--- Goal of the exercise ---
Go through the data below and copy each line that includes "limit".

--- Information given ---
--- START ---

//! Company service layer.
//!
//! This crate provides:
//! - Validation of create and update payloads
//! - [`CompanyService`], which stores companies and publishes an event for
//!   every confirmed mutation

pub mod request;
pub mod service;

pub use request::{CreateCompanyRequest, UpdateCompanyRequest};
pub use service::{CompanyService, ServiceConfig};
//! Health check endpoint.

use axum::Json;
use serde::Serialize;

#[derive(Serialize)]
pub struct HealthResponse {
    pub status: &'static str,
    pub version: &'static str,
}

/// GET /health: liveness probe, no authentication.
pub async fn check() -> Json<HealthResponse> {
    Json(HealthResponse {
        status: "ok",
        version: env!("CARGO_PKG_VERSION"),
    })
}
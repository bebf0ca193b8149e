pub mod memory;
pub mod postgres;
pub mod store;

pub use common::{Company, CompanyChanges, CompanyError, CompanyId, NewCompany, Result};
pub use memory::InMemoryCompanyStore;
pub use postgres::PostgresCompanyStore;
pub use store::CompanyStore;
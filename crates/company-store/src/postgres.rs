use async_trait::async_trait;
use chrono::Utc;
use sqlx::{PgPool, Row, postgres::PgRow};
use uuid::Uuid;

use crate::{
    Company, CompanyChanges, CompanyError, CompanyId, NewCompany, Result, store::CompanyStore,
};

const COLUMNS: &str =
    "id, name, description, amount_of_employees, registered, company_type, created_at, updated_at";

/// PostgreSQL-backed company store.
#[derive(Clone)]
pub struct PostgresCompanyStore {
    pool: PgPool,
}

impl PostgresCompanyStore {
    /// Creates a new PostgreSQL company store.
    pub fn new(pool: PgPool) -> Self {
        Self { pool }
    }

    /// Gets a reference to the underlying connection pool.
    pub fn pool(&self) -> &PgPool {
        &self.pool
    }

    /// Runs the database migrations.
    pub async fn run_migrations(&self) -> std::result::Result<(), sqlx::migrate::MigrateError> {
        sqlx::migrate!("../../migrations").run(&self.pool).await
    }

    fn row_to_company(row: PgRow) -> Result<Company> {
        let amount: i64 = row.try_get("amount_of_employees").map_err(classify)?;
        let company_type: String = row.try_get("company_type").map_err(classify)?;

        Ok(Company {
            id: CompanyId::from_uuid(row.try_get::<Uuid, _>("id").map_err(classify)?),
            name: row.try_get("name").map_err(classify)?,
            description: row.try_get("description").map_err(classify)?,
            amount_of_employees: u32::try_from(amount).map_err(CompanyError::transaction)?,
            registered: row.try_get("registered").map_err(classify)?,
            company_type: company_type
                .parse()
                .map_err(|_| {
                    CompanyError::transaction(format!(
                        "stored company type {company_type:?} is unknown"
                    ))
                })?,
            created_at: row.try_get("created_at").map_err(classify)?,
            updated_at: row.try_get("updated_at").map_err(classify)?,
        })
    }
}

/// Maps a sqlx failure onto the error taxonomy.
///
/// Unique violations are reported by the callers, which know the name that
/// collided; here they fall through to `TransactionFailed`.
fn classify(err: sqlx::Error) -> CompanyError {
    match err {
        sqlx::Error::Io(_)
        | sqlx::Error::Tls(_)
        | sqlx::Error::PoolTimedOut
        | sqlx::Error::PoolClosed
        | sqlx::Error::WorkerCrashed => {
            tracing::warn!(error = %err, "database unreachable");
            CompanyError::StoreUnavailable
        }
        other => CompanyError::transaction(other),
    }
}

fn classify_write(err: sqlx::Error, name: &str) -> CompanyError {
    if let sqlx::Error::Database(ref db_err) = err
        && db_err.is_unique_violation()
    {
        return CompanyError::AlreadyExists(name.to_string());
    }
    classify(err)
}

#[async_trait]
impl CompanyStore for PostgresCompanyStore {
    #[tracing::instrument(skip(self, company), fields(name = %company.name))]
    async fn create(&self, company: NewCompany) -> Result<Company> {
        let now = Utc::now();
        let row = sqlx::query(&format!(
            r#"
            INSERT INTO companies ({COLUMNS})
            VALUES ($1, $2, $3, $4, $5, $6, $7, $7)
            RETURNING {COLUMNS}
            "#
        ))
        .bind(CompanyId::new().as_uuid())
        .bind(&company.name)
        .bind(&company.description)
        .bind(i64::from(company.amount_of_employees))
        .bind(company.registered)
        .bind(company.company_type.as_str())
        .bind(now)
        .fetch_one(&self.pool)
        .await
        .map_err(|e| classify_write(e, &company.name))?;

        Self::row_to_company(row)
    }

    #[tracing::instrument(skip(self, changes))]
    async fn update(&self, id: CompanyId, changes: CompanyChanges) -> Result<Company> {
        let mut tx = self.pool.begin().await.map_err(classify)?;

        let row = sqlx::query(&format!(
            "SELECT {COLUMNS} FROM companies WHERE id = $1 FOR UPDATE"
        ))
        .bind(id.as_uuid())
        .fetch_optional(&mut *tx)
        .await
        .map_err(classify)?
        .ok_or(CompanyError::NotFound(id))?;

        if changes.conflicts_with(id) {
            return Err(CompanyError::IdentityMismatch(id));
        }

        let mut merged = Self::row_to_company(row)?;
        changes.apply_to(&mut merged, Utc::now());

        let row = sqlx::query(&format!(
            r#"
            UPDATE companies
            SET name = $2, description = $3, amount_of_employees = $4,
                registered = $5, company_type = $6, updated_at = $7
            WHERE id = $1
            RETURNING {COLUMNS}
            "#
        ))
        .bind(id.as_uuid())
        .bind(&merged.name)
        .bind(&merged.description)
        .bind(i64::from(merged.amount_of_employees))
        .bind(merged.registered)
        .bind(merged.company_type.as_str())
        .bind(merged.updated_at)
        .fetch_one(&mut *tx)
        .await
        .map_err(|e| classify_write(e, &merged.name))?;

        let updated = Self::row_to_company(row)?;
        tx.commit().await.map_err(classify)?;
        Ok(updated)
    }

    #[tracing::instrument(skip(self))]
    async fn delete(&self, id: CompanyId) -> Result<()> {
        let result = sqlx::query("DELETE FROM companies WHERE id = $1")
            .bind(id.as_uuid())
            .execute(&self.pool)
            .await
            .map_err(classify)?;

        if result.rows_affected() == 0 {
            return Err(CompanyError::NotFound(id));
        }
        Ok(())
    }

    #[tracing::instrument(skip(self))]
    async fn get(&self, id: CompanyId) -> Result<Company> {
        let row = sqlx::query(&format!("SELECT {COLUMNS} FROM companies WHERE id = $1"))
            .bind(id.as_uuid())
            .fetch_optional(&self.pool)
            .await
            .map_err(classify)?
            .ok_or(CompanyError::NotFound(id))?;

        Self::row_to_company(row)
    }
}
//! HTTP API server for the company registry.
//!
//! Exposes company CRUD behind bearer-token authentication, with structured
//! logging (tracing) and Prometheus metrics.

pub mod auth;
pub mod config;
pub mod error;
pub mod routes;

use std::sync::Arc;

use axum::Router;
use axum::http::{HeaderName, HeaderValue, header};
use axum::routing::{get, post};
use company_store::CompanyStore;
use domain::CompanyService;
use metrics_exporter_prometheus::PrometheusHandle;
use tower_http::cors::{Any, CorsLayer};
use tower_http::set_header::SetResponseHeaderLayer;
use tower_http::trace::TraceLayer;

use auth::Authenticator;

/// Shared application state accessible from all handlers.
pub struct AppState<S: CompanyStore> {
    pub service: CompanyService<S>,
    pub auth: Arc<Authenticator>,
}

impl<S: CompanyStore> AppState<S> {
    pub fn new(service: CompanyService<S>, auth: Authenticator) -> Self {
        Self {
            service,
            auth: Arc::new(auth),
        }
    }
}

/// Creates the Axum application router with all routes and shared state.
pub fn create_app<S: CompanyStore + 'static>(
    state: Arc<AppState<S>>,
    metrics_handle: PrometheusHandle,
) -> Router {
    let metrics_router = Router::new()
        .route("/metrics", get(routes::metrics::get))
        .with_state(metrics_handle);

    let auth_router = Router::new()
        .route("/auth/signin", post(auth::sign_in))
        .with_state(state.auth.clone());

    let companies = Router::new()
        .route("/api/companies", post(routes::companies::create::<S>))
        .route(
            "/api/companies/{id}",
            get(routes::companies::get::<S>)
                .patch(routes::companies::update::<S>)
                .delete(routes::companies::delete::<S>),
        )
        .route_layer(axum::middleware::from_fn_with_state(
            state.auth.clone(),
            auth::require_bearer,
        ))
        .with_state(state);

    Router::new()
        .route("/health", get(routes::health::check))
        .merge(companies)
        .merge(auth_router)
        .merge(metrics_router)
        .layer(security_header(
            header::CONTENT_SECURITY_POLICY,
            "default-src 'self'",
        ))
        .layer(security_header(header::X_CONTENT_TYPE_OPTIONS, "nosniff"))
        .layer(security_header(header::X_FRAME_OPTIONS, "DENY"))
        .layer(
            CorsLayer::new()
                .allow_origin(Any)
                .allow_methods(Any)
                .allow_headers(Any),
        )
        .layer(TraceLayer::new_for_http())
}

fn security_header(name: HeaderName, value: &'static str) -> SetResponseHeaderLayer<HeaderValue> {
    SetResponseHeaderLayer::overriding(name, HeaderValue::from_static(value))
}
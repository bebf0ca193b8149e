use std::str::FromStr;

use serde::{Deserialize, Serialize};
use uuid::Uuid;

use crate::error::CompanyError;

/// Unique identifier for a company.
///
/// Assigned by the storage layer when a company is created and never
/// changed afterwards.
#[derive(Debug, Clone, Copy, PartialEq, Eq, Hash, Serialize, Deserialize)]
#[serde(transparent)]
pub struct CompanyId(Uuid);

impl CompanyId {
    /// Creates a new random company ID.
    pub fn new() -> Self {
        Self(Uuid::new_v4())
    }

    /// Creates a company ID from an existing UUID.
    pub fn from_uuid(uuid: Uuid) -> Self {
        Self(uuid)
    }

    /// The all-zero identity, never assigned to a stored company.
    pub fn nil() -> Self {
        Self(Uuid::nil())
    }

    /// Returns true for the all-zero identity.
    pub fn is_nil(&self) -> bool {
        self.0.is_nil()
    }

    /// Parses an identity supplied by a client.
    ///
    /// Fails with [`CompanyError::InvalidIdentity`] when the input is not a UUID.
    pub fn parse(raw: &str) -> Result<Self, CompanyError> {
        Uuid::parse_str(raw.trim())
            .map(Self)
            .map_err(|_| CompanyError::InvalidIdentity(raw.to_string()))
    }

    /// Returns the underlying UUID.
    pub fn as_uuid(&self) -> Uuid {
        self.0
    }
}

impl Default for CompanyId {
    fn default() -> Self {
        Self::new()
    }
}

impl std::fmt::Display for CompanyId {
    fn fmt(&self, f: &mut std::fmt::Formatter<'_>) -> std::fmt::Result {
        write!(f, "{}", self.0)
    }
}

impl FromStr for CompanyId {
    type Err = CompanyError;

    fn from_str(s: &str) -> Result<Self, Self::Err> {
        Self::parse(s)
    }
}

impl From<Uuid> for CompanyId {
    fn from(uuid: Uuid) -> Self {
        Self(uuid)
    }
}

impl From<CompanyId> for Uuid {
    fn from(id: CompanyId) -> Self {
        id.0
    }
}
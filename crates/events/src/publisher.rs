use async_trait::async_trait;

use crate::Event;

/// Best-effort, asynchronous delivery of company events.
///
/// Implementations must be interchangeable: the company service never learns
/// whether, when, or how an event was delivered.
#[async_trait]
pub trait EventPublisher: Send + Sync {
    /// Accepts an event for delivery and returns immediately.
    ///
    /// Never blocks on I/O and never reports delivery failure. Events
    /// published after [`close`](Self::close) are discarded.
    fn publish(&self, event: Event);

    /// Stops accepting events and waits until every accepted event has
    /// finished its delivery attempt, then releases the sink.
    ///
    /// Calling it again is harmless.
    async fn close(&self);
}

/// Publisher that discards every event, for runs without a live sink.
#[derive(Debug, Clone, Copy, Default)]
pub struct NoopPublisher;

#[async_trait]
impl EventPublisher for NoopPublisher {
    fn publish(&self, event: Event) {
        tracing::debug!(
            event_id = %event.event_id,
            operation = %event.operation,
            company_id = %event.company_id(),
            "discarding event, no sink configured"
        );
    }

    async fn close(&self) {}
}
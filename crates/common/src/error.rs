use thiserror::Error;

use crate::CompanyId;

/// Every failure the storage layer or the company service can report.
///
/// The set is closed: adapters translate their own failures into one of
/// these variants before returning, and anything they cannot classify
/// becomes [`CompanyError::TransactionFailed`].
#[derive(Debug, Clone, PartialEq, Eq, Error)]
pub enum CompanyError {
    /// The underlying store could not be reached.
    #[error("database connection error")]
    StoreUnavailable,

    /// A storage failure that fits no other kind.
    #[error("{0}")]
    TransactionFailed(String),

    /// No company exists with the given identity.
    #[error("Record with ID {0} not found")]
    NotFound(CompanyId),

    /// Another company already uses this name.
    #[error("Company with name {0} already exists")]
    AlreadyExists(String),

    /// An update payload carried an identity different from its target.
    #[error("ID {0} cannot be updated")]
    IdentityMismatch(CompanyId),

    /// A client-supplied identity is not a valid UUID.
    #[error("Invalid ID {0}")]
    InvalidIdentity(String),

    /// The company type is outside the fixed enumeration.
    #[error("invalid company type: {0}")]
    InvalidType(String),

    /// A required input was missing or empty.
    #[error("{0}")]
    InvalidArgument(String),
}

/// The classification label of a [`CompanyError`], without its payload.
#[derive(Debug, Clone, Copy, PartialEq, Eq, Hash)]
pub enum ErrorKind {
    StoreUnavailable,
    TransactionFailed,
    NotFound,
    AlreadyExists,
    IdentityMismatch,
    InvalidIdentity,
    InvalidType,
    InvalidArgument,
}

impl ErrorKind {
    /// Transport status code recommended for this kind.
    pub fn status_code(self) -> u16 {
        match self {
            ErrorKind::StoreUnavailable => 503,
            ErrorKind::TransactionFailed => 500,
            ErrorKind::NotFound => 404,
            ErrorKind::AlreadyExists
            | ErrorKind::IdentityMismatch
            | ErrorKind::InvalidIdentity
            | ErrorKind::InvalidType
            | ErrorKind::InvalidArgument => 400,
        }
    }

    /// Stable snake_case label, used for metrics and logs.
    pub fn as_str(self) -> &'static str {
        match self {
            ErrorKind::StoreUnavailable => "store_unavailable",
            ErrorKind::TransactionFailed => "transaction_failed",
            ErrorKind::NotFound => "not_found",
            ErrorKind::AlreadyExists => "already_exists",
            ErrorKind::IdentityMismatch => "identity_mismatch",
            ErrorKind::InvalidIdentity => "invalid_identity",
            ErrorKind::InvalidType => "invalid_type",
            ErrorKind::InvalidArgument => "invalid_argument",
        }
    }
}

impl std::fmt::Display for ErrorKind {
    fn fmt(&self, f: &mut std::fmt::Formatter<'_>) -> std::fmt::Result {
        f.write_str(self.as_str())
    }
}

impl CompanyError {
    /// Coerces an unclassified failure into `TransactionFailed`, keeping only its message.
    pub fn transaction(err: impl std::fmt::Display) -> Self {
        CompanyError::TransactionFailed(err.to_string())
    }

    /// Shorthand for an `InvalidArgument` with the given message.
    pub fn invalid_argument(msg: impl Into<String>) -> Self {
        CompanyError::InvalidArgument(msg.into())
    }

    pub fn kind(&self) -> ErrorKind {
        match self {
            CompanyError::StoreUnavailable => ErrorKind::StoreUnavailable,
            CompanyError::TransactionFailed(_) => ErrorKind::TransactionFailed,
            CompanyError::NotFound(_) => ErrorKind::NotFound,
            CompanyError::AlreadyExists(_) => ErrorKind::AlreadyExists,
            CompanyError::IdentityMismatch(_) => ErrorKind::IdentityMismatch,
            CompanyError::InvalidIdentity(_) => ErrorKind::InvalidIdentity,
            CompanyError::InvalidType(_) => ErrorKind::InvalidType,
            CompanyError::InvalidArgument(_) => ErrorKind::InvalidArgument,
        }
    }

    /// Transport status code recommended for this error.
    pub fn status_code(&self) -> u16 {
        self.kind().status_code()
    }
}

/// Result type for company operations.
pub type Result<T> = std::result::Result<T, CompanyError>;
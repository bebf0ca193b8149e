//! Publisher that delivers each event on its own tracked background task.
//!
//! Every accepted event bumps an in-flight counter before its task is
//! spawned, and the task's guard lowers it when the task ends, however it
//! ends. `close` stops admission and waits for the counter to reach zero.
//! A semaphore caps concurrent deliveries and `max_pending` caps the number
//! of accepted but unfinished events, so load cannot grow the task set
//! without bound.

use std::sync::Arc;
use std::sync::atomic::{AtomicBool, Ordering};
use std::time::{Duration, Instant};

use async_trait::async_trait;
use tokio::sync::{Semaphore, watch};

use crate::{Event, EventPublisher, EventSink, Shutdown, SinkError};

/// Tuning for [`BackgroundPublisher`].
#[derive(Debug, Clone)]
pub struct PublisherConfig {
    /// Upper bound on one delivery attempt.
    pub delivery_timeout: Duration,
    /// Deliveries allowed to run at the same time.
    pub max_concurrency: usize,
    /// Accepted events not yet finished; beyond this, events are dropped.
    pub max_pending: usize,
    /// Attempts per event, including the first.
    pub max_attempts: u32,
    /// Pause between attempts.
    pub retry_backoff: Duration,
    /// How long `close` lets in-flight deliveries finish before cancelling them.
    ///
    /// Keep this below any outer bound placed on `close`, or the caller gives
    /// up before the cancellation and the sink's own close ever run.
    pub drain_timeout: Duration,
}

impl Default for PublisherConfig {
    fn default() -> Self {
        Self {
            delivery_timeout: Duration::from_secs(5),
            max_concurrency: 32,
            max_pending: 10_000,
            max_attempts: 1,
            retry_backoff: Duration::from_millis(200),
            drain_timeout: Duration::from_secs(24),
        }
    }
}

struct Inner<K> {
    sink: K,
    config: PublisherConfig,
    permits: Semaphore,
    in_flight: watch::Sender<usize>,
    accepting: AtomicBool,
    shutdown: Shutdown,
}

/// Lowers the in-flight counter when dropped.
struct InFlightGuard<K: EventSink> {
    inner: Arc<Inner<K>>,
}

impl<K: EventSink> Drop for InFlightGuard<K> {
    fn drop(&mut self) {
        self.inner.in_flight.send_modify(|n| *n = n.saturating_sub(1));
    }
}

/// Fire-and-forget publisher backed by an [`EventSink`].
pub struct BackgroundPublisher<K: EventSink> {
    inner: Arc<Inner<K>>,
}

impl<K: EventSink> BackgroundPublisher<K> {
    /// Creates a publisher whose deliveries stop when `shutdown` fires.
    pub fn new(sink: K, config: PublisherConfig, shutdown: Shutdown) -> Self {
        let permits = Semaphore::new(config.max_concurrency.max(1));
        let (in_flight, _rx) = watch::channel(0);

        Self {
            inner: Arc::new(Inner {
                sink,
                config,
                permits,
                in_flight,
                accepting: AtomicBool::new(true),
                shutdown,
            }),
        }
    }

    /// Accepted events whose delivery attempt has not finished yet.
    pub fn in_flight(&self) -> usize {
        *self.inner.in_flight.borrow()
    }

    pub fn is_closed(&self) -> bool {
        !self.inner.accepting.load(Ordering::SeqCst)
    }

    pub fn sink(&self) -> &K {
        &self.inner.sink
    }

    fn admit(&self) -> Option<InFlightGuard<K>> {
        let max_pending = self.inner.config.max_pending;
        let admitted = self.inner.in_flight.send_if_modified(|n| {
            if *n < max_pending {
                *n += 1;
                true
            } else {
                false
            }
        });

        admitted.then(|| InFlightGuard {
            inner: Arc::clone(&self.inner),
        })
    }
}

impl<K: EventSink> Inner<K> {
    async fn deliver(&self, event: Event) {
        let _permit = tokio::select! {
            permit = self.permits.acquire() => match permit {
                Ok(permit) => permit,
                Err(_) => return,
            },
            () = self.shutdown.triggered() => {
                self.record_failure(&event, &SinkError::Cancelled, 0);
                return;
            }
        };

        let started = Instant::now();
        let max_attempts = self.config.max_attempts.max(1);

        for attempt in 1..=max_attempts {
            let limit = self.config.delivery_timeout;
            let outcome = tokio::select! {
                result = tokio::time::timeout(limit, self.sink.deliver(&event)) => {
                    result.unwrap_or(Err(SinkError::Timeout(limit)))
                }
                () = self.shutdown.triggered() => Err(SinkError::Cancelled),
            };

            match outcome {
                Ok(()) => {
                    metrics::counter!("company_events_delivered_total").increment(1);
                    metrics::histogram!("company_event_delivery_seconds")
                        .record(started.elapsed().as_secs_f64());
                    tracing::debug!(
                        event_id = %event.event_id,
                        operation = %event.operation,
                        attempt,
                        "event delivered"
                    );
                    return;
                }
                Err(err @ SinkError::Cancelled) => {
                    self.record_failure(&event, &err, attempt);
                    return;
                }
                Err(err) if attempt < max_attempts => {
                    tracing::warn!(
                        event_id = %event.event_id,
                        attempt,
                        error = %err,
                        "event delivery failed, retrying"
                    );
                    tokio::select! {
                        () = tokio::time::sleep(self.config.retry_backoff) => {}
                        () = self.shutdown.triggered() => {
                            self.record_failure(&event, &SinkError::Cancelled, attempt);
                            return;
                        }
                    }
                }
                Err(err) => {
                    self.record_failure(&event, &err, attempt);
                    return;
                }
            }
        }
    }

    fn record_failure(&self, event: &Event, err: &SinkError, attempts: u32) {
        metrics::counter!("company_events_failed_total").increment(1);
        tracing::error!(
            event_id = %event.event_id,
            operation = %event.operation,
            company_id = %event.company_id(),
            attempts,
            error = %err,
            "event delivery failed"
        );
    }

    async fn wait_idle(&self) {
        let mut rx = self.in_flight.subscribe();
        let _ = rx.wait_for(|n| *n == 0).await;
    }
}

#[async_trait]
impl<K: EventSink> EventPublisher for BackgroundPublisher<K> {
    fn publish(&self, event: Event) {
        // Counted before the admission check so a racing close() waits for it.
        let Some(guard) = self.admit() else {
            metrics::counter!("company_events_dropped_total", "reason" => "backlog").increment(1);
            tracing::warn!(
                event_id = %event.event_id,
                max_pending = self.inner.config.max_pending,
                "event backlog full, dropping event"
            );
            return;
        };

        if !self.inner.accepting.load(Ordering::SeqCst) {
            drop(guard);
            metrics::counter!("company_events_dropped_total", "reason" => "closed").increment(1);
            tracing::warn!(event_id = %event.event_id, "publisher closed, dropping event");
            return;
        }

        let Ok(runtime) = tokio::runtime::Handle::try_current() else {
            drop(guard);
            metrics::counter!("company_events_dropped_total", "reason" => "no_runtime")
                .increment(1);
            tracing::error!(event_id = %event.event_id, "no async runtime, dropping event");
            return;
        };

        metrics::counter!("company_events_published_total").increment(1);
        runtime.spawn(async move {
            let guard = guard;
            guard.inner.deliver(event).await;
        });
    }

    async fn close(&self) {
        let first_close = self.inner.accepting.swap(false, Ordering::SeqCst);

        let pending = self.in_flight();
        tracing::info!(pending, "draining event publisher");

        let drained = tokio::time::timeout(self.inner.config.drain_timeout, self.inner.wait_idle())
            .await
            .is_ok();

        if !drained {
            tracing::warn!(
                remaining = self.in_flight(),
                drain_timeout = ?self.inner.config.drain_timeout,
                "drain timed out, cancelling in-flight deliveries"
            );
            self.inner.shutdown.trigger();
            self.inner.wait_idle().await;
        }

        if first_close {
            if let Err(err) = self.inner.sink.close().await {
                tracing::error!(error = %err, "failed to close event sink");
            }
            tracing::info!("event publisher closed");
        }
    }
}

--- END ---

--- Answer to this task ---
            let limit = self.config.delivery_timeout;
                result = tokio::time::timeout(limit, self.sink.deliver(&event)) => {
                    result.unwrap_or(Err(SinkError::Timeout(limit)))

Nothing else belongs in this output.